### PROBLEM DETAILS
Everything from the line containing "batches b \" through the line containing "WHERE batch_id = $1" in the listing below should be copied exactly, and nothing more.

### MATERIAL SHOWN
***
use piecework_core::csv_input::ParsedCsv;
use piecework_core::error::CoreError;
use piecework_core::types::DbId;
use sqlx::{PgExecutor, PgPool};

use crate::error::DbResult;
use crate::models::batch::{Batch, CreateBatch};
use crate::models::project::Project;

/// Column list for `batches` queries.
const COLUMNS: &str = "\
    id, project_id, name, filename, assignments_per_task, allotted_assignment_time, \
    active, published, completed, login_required, custom_permissions, \
    created_by, created_at, updated_at";

/// CRUD for batches, including the all-or-nothing CSV ingest.
pub struct BatchRepo;

impl BatchRepo {
    /// Create a batch and all of its tasks from a validated CSV in one
    /// transaction: either the batch lands with every task, or nothing
    /// is persisted.
    ///
    /// Unset `input` fields copy the project's values. When the batch
    /// ends up with custom permissions, the project's user grants are
    /// copied so existing access carries over.
    pub async fn create_with_tasks(
        pool: &PgPool,
        project: &Project,
        creator: Option<DbId>,
        input: &CreateBatch,
        csv: &ParsedCsv,
    ) -> DbResult<(Batch, usize)> {
        let assignments_per_task = input
            .assignments_per_task
            .unwrap_or(project.assignments_per_task);
        let login_required = input.login_required.unwrap_or(project.login_required);
        let custom_permissions = input
            .custom_permissions
            .unwrap_or(project.custom_permissions);

        if assignments_per_task < 1 {
            return Err(CoreError::Validation(
                "Assignments per Task must be at least 1".into(),
            )
            .into());
        }
        if !login_required && assignments_per_task != 1 {
            return Err(CoreError::Validation(
                "When login is not required to access a Batch, \
                 the number of Assignments per Task must be 1"
                    .into(),
            )
            .into());
        }

        let mut tx = pool.begin().await?;

        let query = format!(
            "INSERT INTO batches \
                 (project_id, name, filename, assignments_per_task, \
                  allotted_assignment_time, published, login_required, \
                  custom_permissions, created_by) \
             VALUES ($1, $2, $3, $4, $5, $6, $7, $8, $9) \
             RETURNING {COLUMNS}"
        );
        let mut batch = sqlx::query_as::<_, Batch>(&query)
            .bind(project.id)
            .bind(&input.name)
            .bind(&input.filename)
            .bind(assignments_per_task)
            .bind(
                input
                    .allotted_assignment_time
                    .unwrap_or(project.allotted_assignment_time),
            )
            .bind(input.published.unwrap_or(true))
            .bind(login_required)
            .bind(custom_permissions)
            .bind(creator)
            .fetch_one(&mut *tx)
            .await?;

        let mut num_created = 0usize;
        for row in &csv.rows {
            let input_fields: serde_json::Map<String, serde_json::Value> = row
                .iter()
                .map(|(k, v)| (k.clone(), serde_json::Value::String(v.clone())))
                .collect();
            sqlx::query("INSERT INTO tasks (batch_id, input_fields) VALUES ($1, $2)")
                .bind(batch.id)
                .bind(serde_json::Value::Object(input_fields))
                .execute(&mut *tx)
                .await?;
            num_created += 1;
        }

        if custom_permissions {
            sqlx::query(
                "INSERT INTO batch_permissions (batch_id, user_id) \
                 SELECT $1, user_id FROM project_permissions WHERE project_id = $2 \
                 ON CONFLICT DO NOTHING",
            )
            .bind(batch.id)
            .bind(project.id)
            .execute(&mut *tx)
            .await?;
        }

        // A header-only upload creates no tasks; the batch is born
        // complete and must never appear on the dashboard.
        Self::sync_completed(&mut *tx, batch.id).await?;
        batch.completed = num_created == 0;

        tx.commit().await?;

        tracing::info!(
            batch_id = batch.id,
            batch_name = %batch.name,
            num_created,
            "Created tasks for batch",
        );

        Ok((batch, num_created))
    }

    pub async fn find_by_id(
        ex: impl PgExecutor<'_>,
        batch_id: DbId,
    ) -> Result<Option<Batch>, sqlx::Error> {
        let query = format!("SELECT {COLUMNS} FROM batches WHERE id = $1");
        sqlx::query_as::<_, Batch>(&query)
            .bind(batch_id)
            .fetch_optional(ex)
            .await
    }

    pub async fn list_for_project(
        ex: impl PgExecutor<'_>,
        project_id: DbId,
    ) -> Result<Vec<Batch>, sqlx::Error> {
        let query = format!("SELECT {COLUMNS} FROM batches WHERE project_id = $1 ORDER BY id");
        sqlx::query_as::<_, Batch>(&query)
            .bind(project_id)
            .fetch_all(ex)
            .await
    }

    /// Recompute the derived `completed` flag: true iff the batch has no
    /// unfinished task. Writes only when the value changes.
    pub async fn sync_completed(
        ex: impl PgExecutor<'_>,
        batch_id: DbId,
    ) -> Result<(), sqlx::Error> {
        sqlx::query(
            "UPDATE batches b \
             SET completed = t.done, updated_at = NOW() \
             FROM (SELECT NOT EXISTS ( \
                       SELECT 1 FROM tasks \
                       WHERE batch_id = $1 AND completed = FALSE \
                   ) AS done) t \
             WHERE b.id = $1 AND b.completed IS DISTINCT FROM t.done",
        )
        .bind(batch_id)
        .execute(ex)
        .await?;
        Ok(())
    }

    /// Hard delete. Cascades to tasks and assignments.
    pub async fn delete(ex: impl PgExecutor<'_>, batch_id: DbId) -> Result<bool, sqlx::Error> {
        let result = sqlx::query("DELETE FROM batches WHERE id = $1")
            .bind(batch_id)
            .execute(ex)
            .await?;
        Ok(result.rows_affected() > 0)
    }
}
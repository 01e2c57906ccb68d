pub mod batch;
pub mod export;
pub mod maintenance;
pub mod project;
pub mod stats;
pub mod task;
pub mod user;
//! Route definitions for the `/batches` resource and the work loop
//! endpoints scoped to a batch.

use axum::routing::{get, post};
use axum::Router;

use crate::handlers::{batch, export, stats, task};
use crate::state::AppState;

/// Routes mounted at `/batches`.
///
/// ```text
/// GET    /                            -> dashboard
/// GET    /{id}                        -> get_by_id
/// DELETE /{id}                        -> delete
/// POST   /{id}/accept                 -> accept_next
/// GET    /{id}/tasks/next             -> preview_next
/// POST   /{id}/tasks/{task_id}/accept -> accept_specific
/// POST   /{id}/tasks/{task_id}/skip   -> skip
/// GET    /{id}/results                -> results CSV
/// GET    /{id}/input                  -> input-only CSV
/// GET    /{id}/stats                  -> aggregate statistics
/// ```
pub fn router() -> Router<AppState> {
    Router::new()
        .route("/", get(batch::dashboard))
        .route("/{id}", get(batch::get_by_id).delete(batch::delete))
        .route("/{id}/accept", post(task::accept_next))
        .route("/{id}/tasks/next", get(task::preview_next))
        .route("/{id}/tasks/{task_id}/accept", post(task::accept_specific))
        .route("/{id}/tasks/{task_id}/skip", post(task::skip))
        .route("/{id}/results", get(export::batch_results))
        .route("/{id}/input", get(export::batch_input))
        .route("/{id}/stats", get(stats::batch_stats))
}
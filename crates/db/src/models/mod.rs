pub mod assignment;
pub mod batch;
pub mod project;
pub mod task;
pub mod user;

use std::collections::HashMap;

/// Flatten a JSONB object column into a string map.
///
/// Input fields are always written as string maps; answers may carry
/// multi-valued form keys, which serialize to JSON arrays and are
/// stringified here so exports always see flat cells.
pub fn string_map(value: &serde_json::Value) -> HashMap<String, String> {
    match value.as_object() {
        Some(object) => object
            .iter()
            .map(|(k, v)| {
                let v = match v {
                    serde_json::Value::String(s) => s.clone(),
                    other => other.to_string(),
                };
                (k.clone(), v)
            })
            .collect(),
        None => HashMap::new(),
    }
}
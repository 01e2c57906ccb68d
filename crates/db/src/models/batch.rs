use piecework_core::types::{DbId, Timestamp};
use serde::{Deserialize, Serialize};
use sqlx::FromRow;

/// A row from the `batches` table: one CSV publication of tasks against
/// a project's template.
#[derive(Debug, Clone, FromRow, Serialize)]
pub struct Batch {
    pub id: DbId,
    pub project_id: DbId,
    pub name: String,
    /// Source CSV filename, kept for result-file naming.
    pub filename: String,
    /// Redundancy factor, immutable after creation.
    pub assignments_per_task: i32,
    /// Hours before an unfinished assignment counts as abandoned.
    pub allotted_assignment_time: i32,
    pub active: bool,
    pub published: bool,
    /// Derived: true iff the batch has no unfinished task.
    pub completed: bool,
    pub login_required: bool,
    pub custom_permissions: bool,
    pub created_by: Option<DbId>,
    pub created_at: Timestamp,
    pub updated_at: Timestamp,
}

/// DTO for `POST /projects/{id}/batches`. The CSV itself arrives as a
/// multipart part next to this metadata; unset fields copy the project's
/// values.
#[derive(Debug, Default, Deserialize)]
pub struct CreateBatch {
    pub name: String,
    #[serde(default)]
    pub filename: String,
    pub assignments_per_task: Option<i32>,
    pub allotted_assignment_time: Option<i32>,
    pub login_required: Option<bool>,
    pub custom_permissions: Option<bool>,
    /// Publish immediately (default) or hold for review.
    pub published: Option<bool>,
}

/// Dashboard listing entry: an accessible batch with work remaining.
#[derive(Debug, Clone, Serialize)]
pub struct BatchListing {
    pub batch_id: DbId,
    pub batch_name: String,
    pub project_name: String,
    pub published_at: Timestamp,
    pub assignments_available: i64,
}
***
### SOLUTION FOR THIS PROBLEM
            "UPDATE batches b \
             SET completed = t.done, updated_at = NOW() \
             FROM (SELECT NOT EXISTS ( \
                       SELECT 1 FROM tasks \
                       WHERE batch_id = $1 AND completed = FALSE \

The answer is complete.